■ EXERCISE DETAILS ■
Copy each line below in which the string "contains" appears.

######

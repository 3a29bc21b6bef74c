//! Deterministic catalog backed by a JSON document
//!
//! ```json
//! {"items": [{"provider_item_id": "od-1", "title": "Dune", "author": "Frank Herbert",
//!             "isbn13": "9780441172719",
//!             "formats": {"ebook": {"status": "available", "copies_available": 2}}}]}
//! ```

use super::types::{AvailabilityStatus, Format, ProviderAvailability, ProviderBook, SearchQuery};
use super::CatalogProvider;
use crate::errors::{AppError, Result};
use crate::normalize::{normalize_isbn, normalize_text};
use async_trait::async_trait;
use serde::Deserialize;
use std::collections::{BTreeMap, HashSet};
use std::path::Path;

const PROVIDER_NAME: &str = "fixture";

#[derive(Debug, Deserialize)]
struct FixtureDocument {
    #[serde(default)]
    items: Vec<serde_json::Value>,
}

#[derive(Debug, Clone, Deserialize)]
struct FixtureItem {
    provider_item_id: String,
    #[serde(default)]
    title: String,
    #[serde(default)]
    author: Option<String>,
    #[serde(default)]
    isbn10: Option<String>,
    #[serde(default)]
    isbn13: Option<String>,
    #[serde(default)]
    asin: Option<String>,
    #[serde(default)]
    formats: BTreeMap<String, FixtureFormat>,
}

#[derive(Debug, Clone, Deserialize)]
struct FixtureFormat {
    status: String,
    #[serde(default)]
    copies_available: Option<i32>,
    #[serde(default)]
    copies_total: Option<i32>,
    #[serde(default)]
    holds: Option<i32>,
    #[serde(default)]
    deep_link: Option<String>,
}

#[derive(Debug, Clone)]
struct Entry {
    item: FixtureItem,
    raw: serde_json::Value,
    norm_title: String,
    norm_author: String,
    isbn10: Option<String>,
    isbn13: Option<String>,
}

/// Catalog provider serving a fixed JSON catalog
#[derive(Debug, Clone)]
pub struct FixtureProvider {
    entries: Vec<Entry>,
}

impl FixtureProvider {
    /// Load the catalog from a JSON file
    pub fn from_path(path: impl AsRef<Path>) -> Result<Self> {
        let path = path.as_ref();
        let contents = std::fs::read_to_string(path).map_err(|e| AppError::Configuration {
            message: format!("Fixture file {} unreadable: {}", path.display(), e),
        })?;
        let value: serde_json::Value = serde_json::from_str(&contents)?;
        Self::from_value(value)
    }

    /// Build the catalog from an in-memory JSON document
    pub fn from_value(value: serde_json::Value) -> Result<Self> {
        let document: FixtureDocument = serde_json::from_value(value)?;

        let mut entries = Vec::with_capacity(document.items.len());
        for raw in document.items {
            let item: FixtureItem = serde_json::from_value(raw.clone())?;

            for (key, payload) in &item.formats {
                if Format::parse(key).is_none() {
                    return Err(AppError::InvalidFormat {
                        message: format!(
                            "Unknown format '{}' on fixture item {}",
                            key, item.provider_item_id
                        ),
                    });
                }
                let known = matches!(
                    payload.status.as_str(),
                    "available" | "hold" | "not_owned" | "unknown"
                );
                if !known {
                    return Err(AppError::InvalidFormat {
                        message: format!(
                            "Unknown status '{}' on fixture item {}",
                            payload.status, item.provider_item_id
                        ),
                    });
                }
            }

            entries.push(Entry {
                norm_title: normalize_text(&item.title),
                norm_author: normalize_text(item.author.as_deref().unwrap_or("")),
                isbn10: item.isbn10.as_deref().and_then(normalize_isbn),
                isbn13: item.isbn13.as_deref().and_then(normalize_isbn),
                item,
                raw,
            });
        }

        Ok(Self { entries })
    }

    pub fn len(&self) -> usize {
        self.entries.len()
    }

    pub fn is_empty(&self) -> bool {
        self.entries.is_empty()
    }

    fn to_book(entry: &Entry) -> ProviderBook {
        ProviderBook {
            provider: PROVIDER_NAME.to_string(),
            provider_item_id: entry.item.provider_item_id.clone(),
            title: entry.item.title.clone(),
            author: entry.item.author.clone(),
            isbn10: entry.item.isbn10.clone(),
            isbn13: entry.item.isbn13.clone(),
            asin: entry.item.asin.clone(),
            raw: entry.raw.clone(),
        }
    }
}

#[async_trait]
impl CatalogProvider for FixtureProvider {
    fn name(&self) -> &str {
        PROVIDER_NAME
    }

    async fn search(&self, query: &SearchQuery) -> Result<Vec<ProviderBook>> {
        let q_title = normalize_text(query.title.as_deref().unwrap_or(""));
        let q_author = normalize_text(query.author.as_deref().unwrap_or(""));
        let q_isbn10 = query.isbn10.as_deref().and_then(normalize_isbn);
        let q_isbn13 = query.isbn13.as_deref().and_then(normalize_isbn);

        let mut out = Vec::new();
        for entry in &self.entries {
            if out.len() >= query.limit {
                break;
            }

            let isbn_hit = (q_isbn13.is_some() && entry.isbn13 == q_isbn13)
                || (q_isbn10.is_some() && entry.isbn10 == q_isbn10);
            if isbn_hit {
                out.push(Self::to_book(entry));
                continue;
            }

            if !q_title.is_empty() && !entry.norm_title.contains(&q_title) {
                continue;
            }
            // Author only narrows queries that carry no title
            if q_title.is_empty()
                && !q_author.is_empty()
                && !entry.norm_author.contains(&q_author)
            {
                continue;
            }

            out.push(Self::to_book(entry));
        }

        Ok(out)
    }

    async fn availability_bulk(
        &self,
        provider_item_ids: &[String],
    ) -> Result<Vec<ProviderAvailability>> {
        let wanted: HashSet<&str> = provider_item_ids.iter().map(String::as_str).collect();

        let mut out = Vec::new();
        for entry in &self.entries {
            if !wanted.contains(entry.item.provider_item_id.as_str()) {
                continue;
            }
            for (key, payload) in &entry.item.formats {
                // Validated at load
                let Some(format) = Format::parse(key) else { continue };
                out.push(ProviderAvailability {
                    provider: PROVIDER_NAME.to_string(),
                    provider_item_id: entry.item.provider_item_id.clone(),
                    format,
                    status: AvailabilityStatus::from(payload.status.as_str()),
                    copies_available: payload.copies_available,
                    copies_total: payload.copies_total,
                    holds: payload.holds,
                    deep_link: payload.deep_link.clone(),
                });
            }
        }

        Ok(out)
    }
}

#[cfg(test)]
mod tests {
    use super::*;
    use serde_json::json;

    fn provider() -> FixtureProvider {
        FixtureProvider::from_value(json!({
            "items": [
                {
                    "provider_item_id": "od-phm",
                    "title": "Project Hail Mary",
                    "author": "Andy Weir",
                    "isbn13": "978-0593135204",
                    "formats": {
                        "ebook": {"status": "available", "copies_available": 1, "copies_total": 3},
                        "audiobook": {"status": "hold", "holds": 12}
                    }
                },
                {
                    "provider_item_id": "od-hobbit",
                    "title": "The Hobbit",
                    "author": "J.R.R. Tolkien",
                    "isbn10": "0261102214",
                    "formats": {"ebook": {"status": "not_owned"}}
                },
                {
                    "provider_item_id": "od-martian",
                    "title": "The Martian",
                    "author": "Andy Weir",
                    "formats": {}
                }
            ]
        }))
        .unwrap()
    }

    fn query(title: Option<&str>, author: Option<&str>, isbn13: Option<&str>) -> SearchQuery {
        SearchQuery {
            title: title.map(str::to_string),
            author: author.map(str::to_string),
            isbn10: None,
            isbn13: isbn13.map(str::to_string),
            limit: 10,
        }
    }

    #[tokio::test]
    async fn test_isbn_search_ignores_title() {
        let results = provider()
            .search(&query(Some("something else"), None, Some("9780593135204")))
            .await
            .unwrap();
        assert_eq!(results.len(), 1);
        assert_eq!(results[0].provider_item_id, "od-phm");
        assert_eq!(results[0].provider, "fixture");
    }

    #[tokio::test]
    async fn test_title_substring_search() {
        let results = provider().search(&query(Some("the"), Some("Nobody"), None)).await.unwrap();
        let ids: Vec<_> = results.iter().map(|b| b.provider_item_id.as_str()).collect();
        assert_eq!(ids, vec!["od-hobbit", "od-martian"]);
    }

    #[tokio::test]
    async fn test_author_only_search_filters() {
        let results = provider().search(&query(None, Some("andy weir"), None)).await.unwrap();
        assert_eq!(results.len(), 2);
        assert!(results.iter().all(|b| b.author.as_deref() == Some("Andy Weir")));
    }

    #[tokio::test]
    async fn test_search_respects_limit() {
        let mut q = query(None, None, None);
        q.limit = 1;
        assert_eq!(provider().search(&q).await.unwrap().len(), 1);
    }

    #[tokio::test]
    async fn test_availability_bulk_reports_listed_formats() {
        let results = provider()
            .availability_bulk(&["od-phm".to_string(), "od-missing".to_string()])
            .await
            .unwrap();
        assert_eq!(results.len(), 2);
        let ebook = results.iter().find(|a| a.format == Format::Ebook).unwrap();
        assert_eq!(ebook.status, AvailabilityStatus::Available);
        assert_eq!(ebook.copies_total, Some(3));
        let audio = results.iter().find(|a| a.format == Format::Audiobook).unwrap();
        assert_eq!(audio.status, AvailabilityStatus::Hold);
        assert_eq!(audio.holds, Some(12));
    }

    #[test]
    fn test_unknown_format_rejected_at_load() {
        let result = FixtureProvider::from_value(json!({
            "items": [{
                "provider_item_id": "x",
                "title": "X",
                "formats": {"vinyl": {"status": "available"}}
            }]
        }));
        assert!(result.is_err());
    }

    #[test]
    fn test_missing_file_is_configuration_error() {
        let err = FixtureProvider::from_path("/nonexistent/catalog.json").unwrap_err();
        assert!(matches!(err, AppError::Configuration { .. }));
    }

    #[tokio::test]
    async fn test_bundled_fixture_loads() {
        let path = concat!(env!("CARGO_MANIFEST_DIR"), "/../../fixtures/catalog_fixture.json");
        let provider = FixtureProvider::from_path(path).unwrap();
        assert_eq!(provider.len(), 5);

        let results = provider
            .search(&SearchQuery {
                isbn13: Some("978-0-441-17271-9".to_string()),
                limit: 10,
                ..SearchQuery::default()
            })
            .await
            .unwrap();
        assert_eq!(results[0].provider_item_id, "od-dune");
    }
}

######

■ RESPONSE AREA ■
            if !q_title.is_empty() && !entry.norm_title.contains(&q_title) {
                && !entry.norm_author.contains(&q_author)
            if !wanted.contains(entry.item.provider_item_id.as_str()) {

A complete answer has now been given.